- Born: John Alexander Ireland Jr. July 15, 1963 (age 63)
- Sports commentary career
- Team: Los Angeles Lakers
- Genres: play-by-play; Sports commentator;
- Sport: Los Angeles Lakers

= John Ireland (sportscaster) =

American sportscaster

John Alexander Ireland Jr. (born July 15, 1963) is an American sportscaster based in Southern California, who is currently the radio play-by-play voice announcer for the Los Angeles Lakers of the National Basketball Association (NBA).

==Early life==
Ireland was born in Newport Beach, California to Myrna and John Ireland and was raised in the neighborhood Corona del Mar, Newport Beach.

==Radio career==

Since 2011, Ireland has been employed as the radio play-by-play announcer for the Los Angeles Lakers. He also hosts (along with Steve Mason) a Monday-Friday sports talk show on KSPN-AM radio, from 12:55pm to 3:55pm.

Previously, Ireland hosted shows at XTRA-AM in San Diego, KLAC-AM in Los Angeles, and nationally on the Fox Sports Radio network. From 1997 to 2000, Mason and Ireland hosted a live TV/Radio simulcast on the Fox Sports West cable network.

Prior to being named the Lakers announcer, he did part-time play-by-play and sideline work for the Los Angeles Clippers, as well as UCLA football and basketball.

==Television career==

From 1995 through 2012, Ireland was employed as a sports anchor/reporter by KCBS/KCAL-TV, the Viacom-owned duopoly in Los Angeles.
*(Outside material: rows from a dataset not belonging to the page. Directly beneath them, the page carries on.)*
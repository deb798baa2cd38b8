use chrono::{DateTime, Utc};
use serde::{Deserialize, Serialize};
use std::fmt;

use super::visibility;

#[derive(Debug, Clone, Copy, PartialEq, Eq, Hash, PartialOrd, Ord, Serialize, Deserialize)]
#[serde(transparent)]
pub struct PollId(pub u64);

impl fmt::Display for PollId {
    fn fmt(&self, f: &mut fmt::Formatter<'_>) -> fmt::Result {
        write!(f, "{}", self.0)
    }
}

#[derive(Debug, Clone, Copy, PartialEq, Eq, Hash, PartialOrd, Ord, Serialize, Deserialize)]
#[serde(transparent)]
pub struct ChoiceId(pub u64);

impl fmt::Display for ChoiceId {
    fn fmt(&self, f: &mut fmt::Formatter<'_>) -> fmt::Result {
        write!(f, "{}", self.0)
    }
}

/// A question opened for voting once `pub_date` has passed.
#[derive(Debug, Clone, PartialEq, Eq, Serialize, Deserialize)]
pub struct Poll {
    pub id: PollId,
    pub question: String,
    pub pub_date: DateTime<Utc>,
}

impl Poll {
    pub fn was_published_recently(&self, now: DateTime<Utc>) -> bool {
        visibility::was_published_recently(self.pub_date, now)
    }
}

/// An answer option owned by exactly one poll.
#[derive(Debug, Clone, PartialEq, Eq, Serialize, Deserialize)]
pub struct Choice {
    pub id: ChoiceId,
    pub poll_id: PollId,
    pub text: String,
    pub votes: u64,
}

#[derive(Debug, Clone, PartialEq, Eq, Deserialize)]
pub struct NewPoll {
    pub question: String,
    pub pub_date: DateTime<Utc>,
}

#[derive(Debug, Clone, PartialEq, Eq, Deserialize)]
pub struct NewChoice {
    pub poll_id: PollId,
    pub text: String,
    #[serde(default)]
    pub votes: u64,
}

/// Row of the latest-polls listing.
#[derive(Debug, Clone, PartialEq, Eq, Serialize)]
pub struct PollSummary {
    pub id: PollId,
    pub question: String,
    pub pub_date: DateTime<Utc>,
    pub was_published_recently: bool,
}

impl PollSummary {
    pub fn new(poll: &Poll, now: DateTime<Utc>) -> Self {
        Self {
            id: poll.id,
            question: poll.question.clone(),
            pub_date: poll.pub_date,
            was_published_recently: poll.was_published_recently(now),
        }
    }
}

#[derive(Debug, Clone, PartialEq, Eq, Serialize)]
pub struct ChoiceView {
    pub id: ChoiceId,
    pub text: String,
    pub votes: u64,
}

impl From<&Choice> for ChoiceView {
    fn from(choice: &Choice) -> Self {
        Self {
            id: choice.id,
            text: choice.text.clone(),
            votes: choice.votes,
        }
    }
}

/// Poll with its choices, shared by the detail and results pages.
#[derive(Debug, Clone, PartialEq, Eq, Serialize)]
pub struct PollDetail {
    pub id: PollId,
    pub question: String,
    pub pub_date: DateTime<Utc>,
    pub choices: Vec<ChoiceView>,
    pub total_votes: u64,
}

impl PollDetail {
    pub fn new(poll: &Poll, choices: &[Choice]) -> Self {
        let choices: Vec<ChoiceView> = choices.iter().map(ChoiceView::from).collect();
        let total_votes = choices.iter().map(|choice| choice.votes).sum();
        Self {
            id: poll.id,
            question: poll.question.clone(),
            pub_date: poll.pub_date,
            choices,
            total_votes,
        }
    }

    pub fn choice(&self, id: ChoiceId) -> Option<&ChoiceView> {
        self.choices.iter().find(|choice| choice.id == id)
    }
}
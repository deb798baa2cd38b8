mod common;
mod fixture;
//! Published polls, their choices, and the vote recorder.

pub mod domain;
pub mod fixture;
pub mod repository;
pub mod router;
pub mod service;
pub mod visibility;

#[cfg(test)]
mod tests;

pub use domain::{
    Choice, ChoiceId, ChoiceView, NewChoice, NewPoll, Poll, PollDetail, PollId, PollSummary,
};
pub use fixture::{FixtureError, FixtureSummary, PollFixture};
pub use repository::{PollRepository, RepositoryError};
pub use router::{
    poll_router, results_path, PollIndexView, VoteForm, VoteFormView, EMPTY_INDEX_MESSAGE,
};
pub use service::{PollService, PollServiceError, LATEST_POLL_LIMIT, MISSING_CHOICE_MESSAGE};
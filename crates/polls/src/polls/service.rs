use std::sync::Arc;

use chrono::{DateTime, Utc};
use tracing::{debug, info};

use super::domain::{Choice, ChoiceId, Poll, PollDetail, PollId, PollSummary};
use super::repository::{PollRepository, RepositoryError};
use super::visibility;

/// Number of polls shown on the index page.
pub const LATEST_POLL_LIMIT: usize = 5;

pub const MISSING_CHOICE_MESSAGE: &str = "You didn't select a choice.";

/// Read views over published polls plus the vote recorder.
pub struct PollService<R> {
    repository: Arc<R>,
}

impl<R> PollService<R>
where
    R: PollRepository + 'static,
{
    pub fn new(repository: Arc<R>) -> Self {
        Self { repository }
    }

    /// Most recently published eligible polls, newest first.
    pub fn latest(&self, now: DateTime<Utc>) -> Result<Vec<PollSummary>, PollServiceError> {
        let mut eligible = Vec::new();
        for poll in self.repository.polls()? {
            if !visibility::is_published(poll.pub_date, now) {
                continue;
            }
            if self.repository.choices_for(poll.id)?.is_empty() {
                continue;
            }
            eligible.push(poll);
        }

        eligible.sort_by(|a, b| b.pub_date.cmp(&a.pub_date).then(b.id.cmp(&a.id)));
        eligible.truncate(LATEST_POLL_LIMIT);

        Ok(eligible
            .iter()
            .map(|poll| PollSummary::new(poll, now))
            .collect())
    }

    /// Poll and its choices, hidden until published and while choiceless.
    pub fn detail(
        &self,
        poll_id: PollId,
        now: DateTime<Utc>,
    ) -> Result<PollDetail, PollServiceError> {
        let (poll, choices) = self.eligible_poll(poll_id, now)?;
        Ok(PollDetail::new(&poll, &choices))
    }

    /// Vote tallies; same visibility as [`PollService::detail`].
    pub fn results(
        &self,
        poll_id: PollId,
        now: DateTime<Utc>,
    ) -> Result<PollDetail, PollServiceError> {
        self.detail(poll_id, now)
    }

    /// Record one vote for `submitted` among the poll's choices.
    ///
    /// A missing, malformed, or foreign choice id leaves every counter
    /// untouched and returns the poll detail for re-rendering the form.
    pub fn vote(
        &self,
        poll_id: PollId,
        submitted: Option<&str>,
        now: DateTime<Utc>,
    ) -> Result<Choice, PollServiceError> {
        let (poll, choices) = self.eligible_poll(poll_id, now)?;

        let selected = parse_choice_id(submitted).and_then(|choice_id| {
            choices
                .iter()
                .find(|choice| choice.id == choice_id)
                .cloned()
        });

        let Some(mut choice) = selected else {
            debug!(%poll_id, submitted = ?submitted, "vote rejected without a valid choice");
            return Err(PollServiceError::MissingChoice {
                detail: Box::new(PollDetail::new(&poll, &choices)),
            });
        };

        choice.votes = choice
            .votes
            .checked_add(1)
            .ok_or(RepositoryError::CounterSaturated(choice.id))?;
        self.repository.update_choice(choice.clone())?;

        info!(%poll_id, choice_id = %choice.id, votes = choice.votes, "vote recorded");
        Ok(choice)
    }

    fn eligible_poll(
        &self,
        poll_id: PollId,
        now: DateTime<Utc>,
    ) -> Result<(Poll, Vec<Choice>), PollServiceError> {
        let poll = self
            .repository
            .fetch_poll(poll_id)?
            .ok_or(PollServiceError::NotFound(poll_id))?;
        let choices = self.repository.choices_for(poll_id)?;

        if visibility::is_eligible(&poll, choices.len(), now) {
            Ok((poll, choices))
        } else {
            Err(PollServiceError::NotFound(poll_id))
        }
    }
}

fn parse_choice_id(raw: Option<&str>) -> Option<ChoiceId> {
    raw.map(str::trim)
        .filter(|value| !value.is_empty())
        .and_then(|value| value.parse::<u64>().ok())
        .map(ChoiceId)
}

/// Error raised by the poll service.
#[derive(Debug, thiserror::Error)]
pub enum PollServiceError {
    #[error("poll {0} not found")]
    NotFound(PollId),
    #[error("You didn't select a choice.")]
    MissingChoice { detail: Box<PollDetail> },
    #[error(transparent)]
    Repository(#[from] RepositoryError),
}
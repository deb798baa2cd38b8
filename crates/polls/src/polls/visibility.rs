//! Publish rules deciding which polls may be listed, viewed, or voted on.

use chrono::{DateTime, Duration, Utc};

use super::domain::Poll;

/// `now - 1 day < pub_date <= now`.
pub fn was_published_recently(pub_date: DateTime<Utc>, now: DateTime<Utc>) -> bool {
    now - Duration::days(1) < pub_date && pub_date <= now
}

pub fn is_published(pub_date: DateTime<Utc>, now: DateTime<Utc>) -> bool {
    pub_date <= now
}

/// A poll is public once published and only while it owns a choice.
pub fn is_eligible(poll: &Poll, choice_count: usize, now: DateTime<Utc>) -> bool {
    is_published(poll.pub_date, now) && choice_count > 0
}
From 2002 to 2010, he worked as the sideline reporter for all Los Angeles Lakers broadcasts on KCAL-TV.

Previously, he worked as a sportscaster at KTVE-TV in Monroe, Louisiana; KBMT-TV in Beaumont, Texas; and KUSI-TV in San Diego, California. In San Diego, he won two Emmy awards for best sportscast.

==Education==

Ireland is a graduate of Corona del Mar High School, in Newport Beach, California, Class of 1981. In high school, he was a member of the basketball team and wrote for Trident Magazine.

He received a bachelor's degree in history from UCLA in 1985, on what he laughingly describes as the "10-year plan," and was the sports director of the campus radio station, KLA-AM. He is a member of the Sigma Chi Fraternity.